Senza un briciolo d’esitazione, l’uomo nella bolla imbocca il viale oggetto di un milione di fotografie l’anno. Disegnando una precisa traiettoria fino al punto di fuga prospettico desiderato, si ferma per qualche secondo a meditare. Quindi, con un rapido cambio di marcia, prepara il proprio mezzo di trasporto al movimento in senso rotatorio. Si gira a 45 gradi dalla telecamera e solleva, in modo asimmetrico, la singola ruota davanti. Ora punta con il mento, come la struttura posta sul fondale, verso il cielo spesso plumbeo della Città delle Luci. Dominando, come il destriero sull’emblema, lo spazio iconico degli Champs-Élysées.

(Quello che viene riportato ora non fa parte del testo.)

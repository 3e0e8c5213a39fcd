//! Domain Entities
//!
//! Pure domain models without infrastructure dependencies.
//! - PromptSpec: Structured test automation requirements
//! - HistoryRecord: Audit row for one generate or template invocation

mod history;
mod prompt_spec;

pub use history::*;
pub use prompt_spec::*;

Quando si confronta il mondo dell’alta moda con quello della produzione automobilistica, emerge chiaramente il tratto che distingue maggiormente queste due industrie: entrambe finalizzate alla risoluzione di un problema preciso, con ampia attenzione riservata all’estetica del prodotto finale. Ma che nel primo caso può spaziare in modo significativo nella tecnica, la finalità e i modelli di riferimento; mentre nel secondo si ritrova cristallizzato essenzialmente in una serie d’invariabili modelli di riferimento. Tutti sanno, dopo tutto, com’è fatto un veicolo su quattro ruote e quali sono i crismi progettuali cui è opportuno conformarsi, al fine di sfruttare al massimo i vantaggi derivanti dalla standardizzazione di strade, parcheggi ed altre tipologie di servizi. Jean-Pierre Ponthieu è “l’uomo misterioso”, a tal proposito, che tentò in un particolare momento storico di coniugare le due contrapposte scuole di pensiero a Parigi, evocando dalle nebbie impenetrabili della sua mente creativa un prodotto che sarebbe riuscito a cogliere il mondo del tutto impreparato: una vera e propria automobile ovoidale. L’ufo su ruote che si premurò di definire l’Automodule, per poi spiegare pubblicamente: “Il punto è che l’automobile è brutta. L’Automodule, invece, è bella.”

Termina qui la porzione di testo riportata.